*** Opening Source data ***

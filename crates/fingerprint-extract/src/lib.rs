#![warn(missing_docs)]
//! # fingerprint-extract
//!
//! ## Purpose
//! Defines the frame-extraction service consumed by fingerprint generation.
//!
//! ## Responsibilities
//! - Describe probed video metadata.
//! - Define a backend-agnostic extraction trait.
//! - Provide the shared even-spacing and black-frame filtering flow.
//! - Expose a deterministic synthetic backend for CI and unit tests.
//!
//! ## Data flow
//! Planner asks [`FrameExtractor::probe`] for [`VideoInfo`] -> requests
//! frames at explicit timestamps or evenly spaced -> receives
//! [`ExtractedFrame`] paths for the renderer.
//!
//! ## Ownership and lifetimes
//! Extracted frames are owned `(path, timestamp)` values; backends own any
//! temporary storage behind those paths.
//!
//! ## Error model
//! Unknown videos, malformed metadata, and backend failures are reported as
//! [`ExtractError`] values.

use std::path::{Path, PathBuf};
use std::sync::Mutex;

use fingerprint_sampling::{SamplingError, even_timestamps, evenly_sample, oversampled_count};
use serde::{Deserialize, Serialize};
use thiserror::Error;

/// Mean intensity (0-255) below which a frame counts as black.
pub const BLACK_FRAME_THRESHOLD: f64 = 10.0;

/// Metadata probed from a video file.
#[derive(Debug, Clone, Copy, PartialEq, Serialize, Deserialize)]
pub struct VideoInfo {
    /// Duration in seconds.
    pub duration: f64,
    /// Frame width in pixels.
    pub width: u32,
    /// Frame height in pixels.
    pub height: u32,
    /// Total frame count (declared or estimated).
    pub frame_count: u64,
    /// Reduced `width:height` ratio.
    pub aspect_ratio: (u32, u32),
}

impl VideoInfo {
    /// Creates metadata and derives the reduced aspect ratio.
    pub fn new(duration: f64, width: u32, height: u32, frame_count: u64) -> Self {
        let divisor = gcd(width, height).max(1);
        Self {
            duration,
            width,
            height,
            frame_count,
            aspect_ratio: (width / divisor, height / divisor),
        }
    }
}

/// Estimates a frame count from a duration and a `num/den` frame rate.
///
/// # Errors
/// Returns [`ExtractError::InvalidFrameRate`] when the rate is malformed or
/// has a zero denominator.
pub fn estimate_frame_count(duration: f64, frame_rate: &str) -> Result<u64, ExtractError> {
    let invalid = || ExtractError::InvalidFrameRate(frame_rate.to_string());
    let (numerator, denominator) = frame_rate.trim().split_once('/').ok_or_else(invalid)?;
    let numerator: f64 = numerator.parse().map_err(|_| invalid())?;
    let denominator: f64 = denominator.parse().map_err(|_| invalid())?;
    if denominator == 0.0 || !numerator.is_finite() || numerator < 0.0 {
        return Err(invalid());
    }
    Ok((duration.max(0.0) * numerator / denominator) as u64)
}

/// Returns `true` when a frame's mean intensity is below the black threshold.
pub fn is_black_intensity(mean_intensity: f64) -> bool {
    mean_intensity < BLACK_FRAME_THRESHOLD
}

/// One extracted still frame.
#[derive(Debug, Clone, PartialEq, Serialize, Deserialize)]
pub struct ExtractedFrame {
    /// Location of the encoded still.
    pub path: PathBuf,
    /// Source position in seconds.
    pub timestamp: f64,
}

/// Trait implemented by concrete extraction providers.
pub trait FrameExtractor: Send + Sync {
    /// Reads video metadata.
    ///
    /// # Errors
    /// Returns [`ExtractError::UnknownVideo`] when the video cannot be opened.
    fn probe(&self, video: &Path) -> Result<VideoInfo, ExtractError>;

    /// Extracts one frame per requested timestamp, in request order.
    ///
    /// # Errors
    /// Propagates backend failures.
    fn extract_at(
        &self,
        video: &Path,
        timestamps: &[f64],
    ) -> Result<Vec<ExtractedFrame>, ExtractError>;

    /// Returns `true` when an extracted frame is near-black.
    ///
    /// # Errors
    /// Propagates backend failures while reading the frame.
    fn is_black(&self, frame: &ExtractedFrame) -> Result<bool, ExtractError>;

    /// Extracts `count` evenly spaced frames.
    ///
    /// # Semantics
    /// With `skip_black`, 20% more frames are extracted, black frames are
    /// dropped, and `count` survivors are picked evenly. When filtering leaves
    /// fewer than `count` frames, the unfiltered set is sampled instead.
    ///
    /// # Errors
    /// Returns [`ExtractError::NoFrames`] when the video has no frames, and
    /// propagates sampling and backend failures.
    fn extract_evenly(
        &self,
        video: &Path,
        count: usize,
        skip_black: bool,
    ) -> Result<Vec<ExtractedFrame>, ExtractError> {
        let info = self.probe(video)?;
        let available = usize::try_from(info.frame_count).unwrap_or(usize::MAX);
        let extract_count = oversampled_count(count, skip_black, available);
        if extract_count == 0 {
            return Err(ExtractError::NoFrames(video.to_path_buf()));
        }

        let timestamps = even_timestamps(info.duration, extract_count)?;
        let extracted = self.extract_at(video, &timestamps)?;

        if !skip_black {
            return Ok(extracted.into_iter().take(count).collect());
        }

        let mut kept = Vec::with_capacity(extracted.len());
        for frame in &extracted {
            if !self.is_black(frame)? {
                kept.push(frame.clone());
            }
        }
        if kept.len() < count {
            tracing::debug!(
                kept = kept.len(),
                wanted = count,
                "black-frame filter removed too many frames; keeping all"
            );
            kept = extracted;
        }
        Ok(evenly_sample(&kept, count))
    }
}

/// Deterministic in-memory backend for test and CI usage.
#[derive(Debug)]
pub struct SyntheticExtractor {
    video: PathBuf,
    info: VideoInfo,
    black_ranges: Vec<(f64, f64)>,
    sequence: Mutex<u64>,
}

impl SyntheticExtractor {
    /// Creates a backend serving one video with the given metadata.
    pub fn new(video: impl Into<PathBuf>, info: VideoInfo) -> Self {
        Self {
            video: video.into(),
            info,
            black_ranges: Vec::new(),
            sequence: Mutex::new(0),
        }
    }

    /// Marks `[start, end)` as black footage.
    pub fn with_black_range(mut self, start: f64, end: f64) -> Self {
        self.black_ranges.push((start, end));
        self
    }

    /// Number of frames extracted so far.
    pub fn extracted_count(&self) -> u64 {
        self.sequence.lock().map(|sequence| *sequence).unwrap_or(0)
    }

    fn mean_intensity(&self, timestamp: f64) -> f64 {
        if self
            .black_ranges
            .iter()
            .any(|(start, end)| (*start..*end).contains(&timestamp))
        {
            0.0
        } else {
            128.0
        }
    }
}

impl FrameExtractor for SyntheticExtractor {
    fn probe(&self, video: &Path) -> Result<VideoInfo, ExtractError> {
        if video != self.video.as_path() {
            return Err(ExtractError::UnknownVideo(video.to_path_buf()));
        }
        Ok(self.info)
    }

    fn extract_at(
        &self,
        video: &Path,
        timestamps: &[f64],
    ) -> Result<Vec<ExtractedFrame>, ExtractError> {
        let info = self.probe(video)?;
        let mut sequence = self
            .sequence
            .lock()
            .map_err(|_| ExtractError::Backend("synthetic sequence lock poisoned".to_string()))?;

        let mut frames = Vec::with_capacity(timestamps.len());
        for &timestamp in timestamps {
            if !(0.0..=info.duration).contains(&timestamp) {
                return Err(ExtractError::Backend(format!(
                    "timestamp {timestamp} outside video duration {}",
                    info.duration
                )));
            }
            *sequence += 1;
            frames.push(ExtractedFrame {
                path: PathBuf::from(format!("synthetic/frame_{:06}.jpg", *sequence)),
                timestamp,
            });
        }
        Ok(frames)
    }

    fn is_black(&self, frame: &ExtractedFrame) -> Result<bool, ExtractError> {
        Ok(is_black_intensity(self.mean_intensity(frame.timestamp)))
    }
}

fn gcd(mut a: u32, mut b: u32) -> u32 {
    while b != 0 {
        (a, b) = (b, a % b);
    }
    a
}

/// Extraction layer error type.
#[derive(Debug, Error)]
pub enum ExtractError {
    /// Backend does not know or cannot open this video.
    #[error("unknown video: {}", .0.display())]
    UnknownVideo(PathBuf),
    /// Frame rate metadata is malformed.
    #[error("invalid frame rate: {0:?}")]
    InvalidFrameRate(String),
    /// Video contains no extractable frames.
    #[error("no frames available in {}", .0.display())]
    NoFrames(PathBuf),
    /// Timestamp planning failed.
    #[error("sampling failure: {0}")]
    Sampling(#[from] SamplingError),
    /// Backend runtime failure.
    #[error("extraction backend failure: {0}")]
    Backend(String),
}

*** Closing Source data ***

◆ Task requirements: Up to and including the line with "## Error model", please return the records exactly, beginning from their first line.

◆ Answer to this task:
filename crates/fingerprint-extract/src/lib.rs
#![warn(missing_docs)]
//! # fingerprint-extract
//!
//! ## Purpose
//! Defines the frame-extraction service consumed by fingerprint generation.
//!
//! ## Responsibilities
//! - Describe probed video metadata.
//! - Define a backend-agnostic extraction trait.
//! - Provide the shared even-spacing and black-frame filtering flow.
//! - Expose a deterministic synthetic backend for CI and unit tests.
//!
//! ## Data flow
//! Planner asks [`FrameExtractor::probe`] for [`VideoInfo`] -> requests
//! frames at explicit timestamps or evenly spaced -> receives
//! [`ExtractedFrame`] paths for the renderer.
//!
//! ## Ownership and lifetimes
//! Extracted frames are owned `(path, timestamp)` values; backends own any
//! temporary storage behind those paths.
//!
//! ## Error model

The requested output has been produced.